▶ **Work task**:
Please print the entries below exactly, from the line with "pub trait DateSource" through the line with "let appointment = Appointment", including both of those lines and leaving out all others.

Dataset entries START

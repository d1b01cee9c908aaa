//! Delegation of holiday queries to a date-valued attribute.
//!
//! A type that is not itself a date can still answer holiday queries by
//! exposing the [`HolidayDate`] it carries.  The accessor is an explicit
//! trait method, so each implementing type decides which field (or
//! computation) backs it; an unconfigured source is a typed error, never a
//! silent `false`.

use crate::engine::HolidayDate;
use feiertage_core::errors::{Error, Result};

/// The has-a-date capability used for holiday delegation.
pub trait DateSource {
    /// The date the holiday check is delegated to, if configured.
    fn holiday_date(&self) -> Option<&HolidayDate>;
}

/// Return whether the subject's date is a holiday.
///
/// Fails with [`Error::MissingDateSource`] when no date is configured.
pub fn is_holiday<S: DateSource + ?Sized>(subject: &S) -> Result<bool> {
    subject
        .holiday_date()
        .ok_or(Error::MissingDateSource)?
        .is_holiday()
}

/// Return the holiday name of the subject's date, or `None` when it is not
/// a holiday.
///
/// Fails with [`Error::MissingDateSource`] when no date is configured.
pub fn holiday_name<S: DateSource + ?Sized>(subject: &S) -> Result<Option<&str>> {
    subject
        .holiday_date()
        .ok_or(Error::MissingDateSource)?
        .holiday_name()
}

#[cfg(test)]
mod tests {
    use super::*;
    use feiertage_time::Date;

    struct Appointment {
        scheduled: HolidayDate,
    }

    impl DateSource for Appointment {
        fn holiday_date(&self) -> Option<&HolidayDate> {
            Some(&self.scheduled)
        }
    }

    struct Draft;

    impl DateSource for Draft {
        fn holiday_date(&self) -> Option<&HolidayDate> {
            None
        }
    }

    #[test]
    fn delegates_to_the_exposed_date() {
        let mut scheduled = HolidayDate::new(Date::from_ymd(2014, 8, 15).unwrap());
        scheduled.add_region("Saarland");
        let appointment = Appointment { scheduled };

        assert!(is_holiday(&appointment).unwrap());
        assert_eq!(holiday_name(&appointment).unwrap(), Some("assumption_day"));
    }

    #[test]
    fn missing_date_source_is_an_error() {
        assert_eq!(is_holiday(&Draft), Err(Error::MissingDateSource));
        assert_eq!(holiday_name(&Draft), Err(Error::MissingDateSource));
    }
}
//! `Date` type.
//!
//! Dates are stored as a serial number of days.  Serial 1 is
//! **January 1, 1583** — the first full year after the Gregorian reform,
//! which is also the lower bound of the Easter computation.  The valid
//! range is 1583-01-01 through 2999-12-31.

use crate::weekday::Weekday;
use feiertage_core::errors::{Error, Result};

/// A calendar date represented as a serial number of days since the epoch.
///
/// `Date` is immutable; all arithmetic yields new values.
#[derive(Clone, Copy, PartialEq, Eq, PartialOrd, Ord, Hash)]
pub struct Date(i32);

impl Date {
    /// Minimum valid date: January 1, 1583 (serial 1).
    pub const MIN: Date = Date(1);

    /// Maximum valid date: December 31, 2999.
    pub const MAX: Date = Date(517_549);

    // ── Constructors ─────────────────────────────────────────────────────────

    /// Create a date from a serial number.
    pub fn from_serial(serial: i32) -> Result<Self> {
        if serial < Self::MIN.0 || serial > Self::MAX.0 {
            return Err(Error::Date(format!(
                "serial {serial} out of range [{}, {}]",
                Self::MIN.0,
                Self::MAX.0
            )));
        }
        Ok(Date(serial))
    }

    /// Create a date from year (1583–2999), month (1–12), and day-of-month.
    pub fn from_ymd(year: u16, month: u8, day: u8) -> Result<Self> {
        if !(1583..=2999).contains(&year) {
            return Err(Error::Date(format!(
                "year {year} out of range [1583, 2999]"
            )));
        }
        if !(1..=12).contains(&month) {
            return Err(Error::Date(format!("month {month} out of range [1, 12]")));
        }
        let days_in = days_in_month(year, month);
        if day == 0 || day > days_in {
            return Err(Error::Date(format!(
                "day {day} out of range [1, {days_in}] for {year}-{month:02}"
            )));
        }
        Ok(Date(serial_from_ymd(year, month, day)))
    }

    // ── Accessors ─────────────────────────────────────────────────────────────

    /// Return the serial number.
    pub fn serial(&self) -> i32 {
        self.0
    }

    /// Return the year (1583–2999).
    pub fn year(&self) -> u16 {
        ymd_from_serial(self.0).0
    }

    /// Return the month (1–12).
    pub fn month(&self) -> u8 {
        ymd_from_serial(self.0).1
    }

    /// Return the day of the month (1–31).
    pub fn day_of_month(&self) -> u8 {
        ymd_from_serial(self.0).2
    }

    /// Return the day of the year (1–366).
    pub fn day_of_year(&self) -> u16 {
        let (y, _, _) = ymd_from_serial(self.0);
        (self.0 - serial_from_ymd(y, 1, 1) + 1) as u16
    }

    /// Return the weekday.
    pub fn weekday(&self) -> Weekday {
        // Serial 1 (1583-01-01) is a Saturday, ordinal 6.
        let w = ((self.0 + 4).rem_euclid(7) + 1) as u8;
        Weekday::from_ordinal(w).expect("rem_euclid always in 1..=7")
    }

    // ── Arithmetic ────────────────────────────────────────────────────────────

    /// Advance by `n` days (`n` may be negative).
    ///
    /// Returns an error if the result falls outside the valid range.
    pub fn add_days(self, n: i32) -> Result<Self> {
        let serial = self.0 + n;
        if serial < Self::MIN.0 || serial > Self::MAX.0 {
            return Err(Error::DayOffset(format!(
                "{self:?} + {n} days leaves the valid range"
            )));
        }
        Ok(Date(serial))
    }

    /// Return the number of calendar days between `self` and `other`.
    /// Positive if `other > self`.
    pub fn days_between(self, other: Date) -> i32 {
        other.0 - self.0
    }

    /// Return the last day of the month containing this date.
    pub fn end_of_month(self) -> Self {
        let (y, m, _) = ymd_from_serial(self.0);
        Date(serial_from_ymd(y, m, days_in_month(y, m)))
    }

    /// Return `true` if this is the last calendar day of its month.
    pub fn is_end_of_month(self) -> bool {
        self == self.end_of_month()
    }
}

// ── Arithmetic operators ──────────────────────────────────────────────────────
//
// Operator forms panic when the result leaves the valid range; use
// `add_days` to handle that case.

impl std::ops::Add<i32> for Date {
    type Output = Self;
    fn add(self, rhs: i32) -> Self {
        self.add_days(rhs).expect("date addition out of range")
    }
}

impl std::ops::Sub<i32> for Date {
    type Output = Self;
    fn sub(self, rhs: i32) -> Self {
        self.add_days(-rhs).expect("date subtraction out of range")
    }
}

impl std::ops::Sub<Date> for Date {
    type Output = i32;
    fn sub(self, rhs: Date) -> i32 {
        self.0 - rhs.0
    }
}

impl std::ops::AddAssign<i32> for Date {
    fn add_assign(&mut self, rhs: i32) {
        *self = self.add_days(rhs).expect("date addition out of range");
    }
}

impl std::ops::SubAssign<i32> for Date {
    fn sub_assign(&mut self, rhs: i32) {
        *self = self.add_days(-rhs).expect("date subtraction out of range");
    }
}

// ── Display ───────────────────────────────────────────────────────────────────

impl std::fmt::Display for Date {
    fn fmt(&self, f: &mut std::fmt::Formatter<'_>) -> std::fmt::Result {
        let (y, m, d) = ymd_from_serial(self.0);
        let mon = [
            "January",
            "February",
            "March",
            "April",
            "May",
            "June",
            "July",
            "August",
            "September",
            "October",
            "November",
            "December",
        ][m as usize - 1];
        write!(f, "{d} {mon} {y}")
    }
}

impl std::fmt::Debug for Date {
    fn fmt(&self, f: &mut std::fmt::Formatter<'_>) -> std::fmt::Result {
        let (y, m, d) = ymd_from_serial(self.0);
        write!(f, "Date({y:04}-{m:02}-{d:02})")
    }
}

// ── Internal helpers ──────────────────────────────────────────────────────────

/// Whether a given year is a leap year (Gregorian rule).
pub fn is_leap_year(year: u16) -> bool {
    (year % 4 == 0 && year % 100 != 0) || year % 400 == 0
}

/// Number of days in a given month/year.
pub fn days_in_month(year: u16, month: u8) -> u8 {
    debug_assert!((1..=12).contains(&month));
    match month {
        1 | 3 | 5 | 7 | 8 | 10 | 12 => 31,
        4 | 6 | 9 | 11 => 30,
        2 => {
            if is_leap_year(year) {
                29
            } else {
                28
            }
        }
        _ => unreachable!(),
    }
}

/// Cumulative day-of-year offset at the start of each month (non-leap).
const MONTH_OFFSET: [u16; 12] = [0, 31, 59, 90, 120, 151, 181, 212, 243, 273, 304, 334];

/// Leap years in the half-open range [1583, `year`).
fn leap_days_before(year: u16) -> i32 {
    let n = year as i32 - 1;
    // 383 = leap-year count through 1582
    n / 4 - n / 100 + n / 400 - 383
}

/// Convert (year, month, day) to a serial number.  Serial 1 = 1583-01-01.
fn serial_from_ymd(year: u16, month: u8, day: u8) -> i32 {
    let mut serial = (year as i32 - 1583) * 365 + leap_days_before(year);
    serial += MONTH_OFFSET[month as usize - 1] as i32;
    if month > 2 && is_leap_year(year) {
        serial += 1;
    }
    serial + day as i32
}

/// Decompose a serial number into (year, month, day).
fn ymd_from_serial(serial: i32) -> (u16, u8, u8) {
    // Underestimate the year, then walk forward.
    let mut y = (1583 + serial / 366) as u16;
    while serial >= serial_from_ymd(y + 1, 1, 1) {
        y += 1;
    }
    let mut remaining = serial - serial_from_ymd(y, 1, 1) + 1;
    let mut m = 1u8;
    while remaining > days_in_month(y, m) as i32 {
        remaining -= days_in_month(y, m) as i32;
        m += 1;
    }
    (y, m, remaining as u8)
}

// ── Tests ─────────────────────────────────────────────────────────────────────
//! Region tokens and the `RegionSet`.
//!
//! Callers supply region names inconsistently ("Baden-Wuerttemberg",
//! "SACHSEN", " bayern ").  Matching must therefore be centralized on a
//! normalized form: trimmed, lowercase, with `-` replaced by `_`.

use std::collections::BTreeSet;

/// Normalize a region name to its canonical token.
///
/// Trims whitespace, lowercases, and replaces `-` with `_`.  Normalization
/// is a fixed point: applying it to an already-normalized token returns the
/// token unchanged.
pub fn normalize(region: &str) -> String {
    region.trim().to_lowercase().replace('-', "_")
}

/// The sixteen German federal states as normalized region tokens.
pub mod states {
    /// Baden-Württemberg.
    pub const BADEN_WUERTTEMBERG: &str = "baden_wuerttemberg";
    /// Bayern.
    pub const BAYERN: &str = "bayern";
    /// Berlin.
    pub const BERLIN: &str = "berlin";
    /// Brandenburg.
    pub const BRANDENBURG: &str = "brandenburg";
    /// Bremen.
    pub const BREMEN: &str = "bremen";
    /// Hamburg.
    pub const HAMBURG: &str = "hamburg";
    /// Hessen.
    pub const HESSEN: &str = "hessen";
    /// Mecklenburg-Vorpommern.
    pub const MECKLENBURG_VORPOMMERN: &str = "mecklenburg_vorpommern";
    /// Niedersachsen.
    pub const NIEDERSACHSEN: &str = "niedersachsen";
    /// Nordrhein-Westfalen.
    pub const NORDRHEIN_WESTFALEN: &str = "nordrhein_westfalen";
    /// Rheinland-Pfalz.
    pub const RHEINLAND_PFALZ: &str = "rheinland_pfalz";
    /// Saarland.
    pub const SAARLAND: &str = "saarland";
    /// Sachsen.
    pub const SACHSEN: &str = "sachsen";
    /// Sachsen-Anhalt.
    pub const SACHSEN_ANHALT: &str = "sachsen_anhalt";
    /// Schleswig-Holstein.
    pub const SCHLESWIG_HOLSTEIN: &str = "schleswig_holstein";
    /// Thüringen.
    pub const THUERINGEN: &str = "thueringen";

    /// All sixteen federal states.
    pub const ALL: [&str; 16] = [
        BADEN_WUERTTEMBERG,
        BAYERN,
        BERLIN,
        BRANDENBURG,
        BREMEN,
        HAMBURG,
        HESSEN,
        MECKLENBURG_VORPOMMERN,
        NIEDERSACHSEN,
        NORDRHEIN_WESTFALEN,
        RHEINLAND_PFALZ,
        SAARLAND,
        SACHSEN,
        SACHSEN_ANHALT,
        SCHLESWIG_HOLSTEIN,
        THUERINGEN,
    ];
}

/// An owned, order-irrelevant set of normalized region tokens.
///
/// Created empty; an empty set means no region restriction was declared for
/// the subject (which region-gated rules treat as "belongs to none").
#[derive(Debug, Clone, Default, PartialEq, Eq)]
pub struct RegionSet {
    tokens: BTreeSet<String>,
}

impl RegionSet {
    /// Create an empty region set.
    pub fn new() -> Self {
        Self::default()
    }

    /// Replace the contents wholesale.
    ///
    /// Every entry is normalized; duplicates collapse.  A single region is
    /// passed as a one-element array.
    pub fn set<I, S>(&mut self, regions: I)
    where
        I: IntoIterator<Item = S>,
        S: AsRef<str>,
    {
        self.tokens.clear();
        for region in regions {
            self.add(region.as_ref());
        }
    }

    /// Normalize and insert one region.  No-op if already present.
    pub fn add(&mut self, region: &str) {
        self.tokens.insert(normalize(region));
    }

    /// Remove all regions.
    pub fn clear(&mut self) {
        self.tokens.clear();
    }

    /// Membership test.  The query is normalized before lookup.
    pub fn contains(&self, region: &str) -> bool {
        self.tokens.contains(&normalize(region))
    }

    /// Iterate over the normalized tokens in sorted order.
    pub fn iter(&self) -> impl Iterator<Item = &str> {
        self.tokens.iter().map(String::as_str)
    }

    /// Number of distinct regions.
    pub fn len(&self) -> usize {
        self.tokens.len()
    }

    /// Return `true` if no regions are declared.
    pub fn is_empty(&self) -> bool {
        self.tokens.is_empty()
    }
}

impl<S: AsRef<str>> FromIterator<S> for RegionSet {
    fn from_iter<I: IntoIterator<Item = S>>(iter: I) -> Self {
        let mut set = RegionSet::new();
        set.set(iter);
        set
    }
}

impl<S: AsRef<str>> Extend<S> for RegionSet {
    fn extend<I: IntoIterator<Item = S>>(&mut self, iter: I) {
        for region in iter {
            self.add(region.as_ref());
        }
    }
}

Dataset entries END

▶ **Output below**:
pub trait DateSource {
    /// The date the holiday check is delegated to, if configured.
    fn holiday_date(&self) -> Option<&HolidayDate>;
}

/// Return whether the subject's date is a holiday.
///
/// Fails with [`Error::MissingDateSource`] when no date is configured.
pub fn is_holiday<S: DateSource + ?Sized>(subject: &S) -> Result<bool> {
    subject
        .holiday_date()
        .ok_or(Error::MissingDateSource)?
        .is_holiday()
}

/// Return the holiday name of the subject's date, or `None` when it is not
/// a holiday.
///
/// Fails with [`Error::MissingDateSource`] when no date is configured.
pub fn holiday_name<S: DateSource + ?Sized>(subject: &S) -> Result<Option<&str>> {
    subject
        .holiday_date()
        .ok_or(Error::MissingDateSource)?
        .holiday_name()
}

#[cfg(test)]
mod tests {
    use super::*;
    use feiertage_time::Date;

    struct Appointment {
        scheduled: HolidayDate,
    }

    impl DateSource for Appointment {
        fn holiday_date(&self) -> Option<&HolidayDate> {
            Some(&self.scheduled)
        }
    }

    struct Draft;

    impl DateSource for Draft {
        fn holiday_date(&self) -> Option<&HolidayDate> {
            None
        }
    }

    #[test]
    fn delegates_to_the_exposed_date() {
        let mut scheduled = HolidayDate::new(Date::from_ymd(2014, 8, 15).unwrap());
        scheduled.add_region("Saarland");
        let appointment = Appointment { scheduled };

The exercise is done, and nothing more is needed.